Posted by JacobSloan on July 21, 2010

4790972726_686735dd37_o Want to teach your kids about the fun of deep-sea drilling? Pick up a copy of the unfortunate 1970 board game Offshore Oil Strike, produced by BP. “The 1st player to make $120,000,000 cash is regarded as the winner.” Via BLDGBLOG:

With this “exciting board game for all the family,” released in 1970, BP delivered all “the thrills of drilling, the hazards and rewards as you bring in your offshore petro-dollars.”

It’s “a race to find and develop the riches ‘neath the seabed,” where no deepwater is beyond the horizon of possible drilling.

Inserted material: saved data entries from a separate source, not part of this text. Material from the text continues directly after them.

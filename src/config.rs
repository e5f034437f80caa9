//! Configuration for the server, read once from the environment

use serde::{Deserialize, Serialize};
use log::debug;

pub const API_KEY_VAR: &str = "OPENAI_API_KEY";
pub const MODEL_VAR: &str = "OPENAI_MODEL";
pub const API_TYPE_VAR: &str = "OPENAI_API_TYPE";
pub const BASE_URL_VAR: &str = "OPENAI_BASE_URL";
pub const DEFAULT_REASONING_VAR: &str = "OPENAI_DEFAULT_REASONING";
pub const TIMEOUT_VAR: &str = "OPENAI_TIMEOUT_SECS";

pub const DEFAULT_API_BASE: &str = "https://api.openai.com/v1";

/// Upstream endpoint family the server speaks
#[derive(Debug, Clone, Copy, PartialEq, Eq, Default, Serialize, Deserialize)]
#[serde(rename_all = "lowercase")]
pub enum ApiVariant
{   /// `POST /responses`: `input`/`output` items, `input_tokens` usage
    #[default]
    Responses
  , /// `POST /chat/completions`: `messages`/`choices`, `prompt_tokens` usage
    Chat
}

impl ApiVariant
{   pub fn as_str(&self) -> &'static str
    {   match self
        {   ApiVariant::Responses => "responses"
          , ApiVariant::Chat => "chat"
        }
    }

    pub fn parse(value: &str) -> Option<Self>
    {   match value.trim().to_ascii_lowercase().as_str()
        {   "responses" => Some(ApiVariant::Responses)
          , "chat" | "chat_completions" => Some(ApiVariant::Chat)
          , _ => None
        }
    }

    /// Path appended to the API base for generation calls.
    pub fn endpoint(&self) -> &'static str
    {   match self
        {   ApiVariant::Responses => "/responses"
          , ApiVariant::Chat => "/chat/completions"
        }
    }

    /// Reasoning-effort values this endpoint family accepts. Chat
    /// Completions has no `minimal` level.
    pub fn reasoning_efforts(&self) -> &'static [crate::ReasoningEffort]
    {   use crate::ReasoningEffort as Effort;
        match self
        {   ApiVariant::Responses => &[
              Effort::None, Effort::Minimal, Effort::Low,
              Effort::Medium, Effort::High
            ]
          , ApiVariant::Chat => &[
              Effort::None, Effort::Low, Effort::Medium, Effort::High
            ]
        }
    }

    pub fn supports_effort(&self, effort: crate::ReasoningEffort) -> bool
    {   self.reasoning_efforts().contains(&effort)
    }
}

/// Server configuration
#[derive(Debug, Clone, Serialize, Deserialize)]
pub struct ServerConfig
{   /// Upstream credential
    pub api_key: String
  , /// Model override requested through the environment
    pub configured_model: Option<String>
  , /// Model used when the override is absent or unknown
    pub fallback_model: String
  , /// Which upstream endpoint family to call
    pub api_variant: ApiVariant
  , /// API base URL
    pub api_base: String
  , /// Effort applied when a call does not choose one
    pub default_reasoning: crate::ReasoningEffort
  , /// Maximum characters per tool result
    pub character_limit: usize
  , /// Request timeout in seconds
    pub timeout_secs: Option<u64>
}

impl Default for ServerConfig
{   fn default() -> Self
    {   ServerConfig
        {   api_key: String::new()
          , configured_model: None
          , fallback_model: crate::FALLBACK_MODEL.to_string()
          , api_variant: ApiVariant::default()
          , api_base: DEFAULT_API_BASE.to_string()
          , default_reasoning: crate::ReasoningEffort::Low
          , character_limit: crate::CHARACTER_LIMIT
          , timeout_secs: None
        }
    }
}

impl ServerConfig
{   /// Build the configuration from process environment variables
    pub fn from_env() -> Result<Self, crate::error::Error>
    {   Self::from_lookup(|name| std::env::var(name).ok())
    }

    /// Build the configuration from an arbitrary variable lookup.
    /// Blank values count as unset.
    pub fn from_lookup<F>(lookup: F)
      -> Result<Self, crate::error::Error>
    where
      F: Fn(&str) -> Option<String>
    {   let get = |name: &str| {
          lookup(name)
            .map(|v| v.trim().to_string())
            .filter(|v| !v.is_empty())
        };

        let api_key = get(API_KEY_VAR)
          .ok_or_else(|| {
            crate::error::Error::MissingApiKey(
              API_KEY_VAR.to_string()
            )
          })?;

        let mut config = ServerConfig
        {   api_key
          , configured_model: get(MODEL_VAR)
          , ..ServerConfig::default()
        };

        if let Some(raw) = get(API_TYPE_VAR)
        {   config.api_variant = ApiVariant::parse(&raw)
              .ok_or_else(|| {
                crate::error::Error::InvalidConfiguration(format!(
                  "{} must be 'responses' or 'chat', got '{}'",
                  API_TYPE_VAR, raw
                ))
              })?;
        }

        if let Some(raw) = get(BASE_URL_VAR)
        {   config.api_base = raw.trim_end_matches('/').to_string();
        }

        if let Some(raw) = get(DEFAULT_REASONING_VAR)
        {   config.default_reasoning
              = crate::ReasoningEffort::parse(&raw)
                .ok_or_else(|| {
                  crate::error::Error::InvalidConfiguration(format!(
                    "{} has unknown reasoning effort '{}'",
                    DEFAULT_REASONING_VAR, raw
                  ))
                })?;
        }
        if !config.api_variant.supports_effort(config.default_reasoning)
        {   return Err(crate::error::Error::InvalidConfiguration(
              format!(
                "{} '{}' is not accepted by the {} API",
                DEFAULT_REASONING_VAR,
                config.default_reasoning.as_str(),
                config.api_variant.as_str()
              )
            ));
        }

        if let Some(raw) = get(TIMEOUT_VAR)
        {   let secs = raw.parse::<u64>()
              .ok()
              .filter(|secs| *secs > 0)
              .ok_or_else(|| {
                crate::error::Error::InvalidConfiguration(format!(
                  "{} must be a positive integer, got '{}'",
                  TIMEOUT_VAR, raw
                ))
              })?;
            config.timeout_secs = Some(secs);
        }

        debug!(
          "Loaded config: api={} base={} model={:?}",
          config.api_variant.as_str(),
          config.api_base,
          config.configured_model
        );
        Ok(config)
    }

    pub fn api_key_configured(&self) -> bool
    {   !self.api_key.is_empty()
    }
}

Accumulating this fortune, however, is not without its difficulties. Each player has “Hazard” cards to deal with; here are some of the risks BP thought to include:

—”Fire breaks out. Pay $2,500,000 for repairs.”
—”Hit High-Pressure Gas—Rig Damaged. Specialists called in.”
—”Blow-Out! Rig Damaged. Repairs cost $2,000,000″
—”Drill pipe breaks. Pay $500,000 for replacement.”
—”Strike High Pressure Gas. Platform Destroyed.”
—”Blow-Out! Rig Damaged. Oil Slick Clean-Up…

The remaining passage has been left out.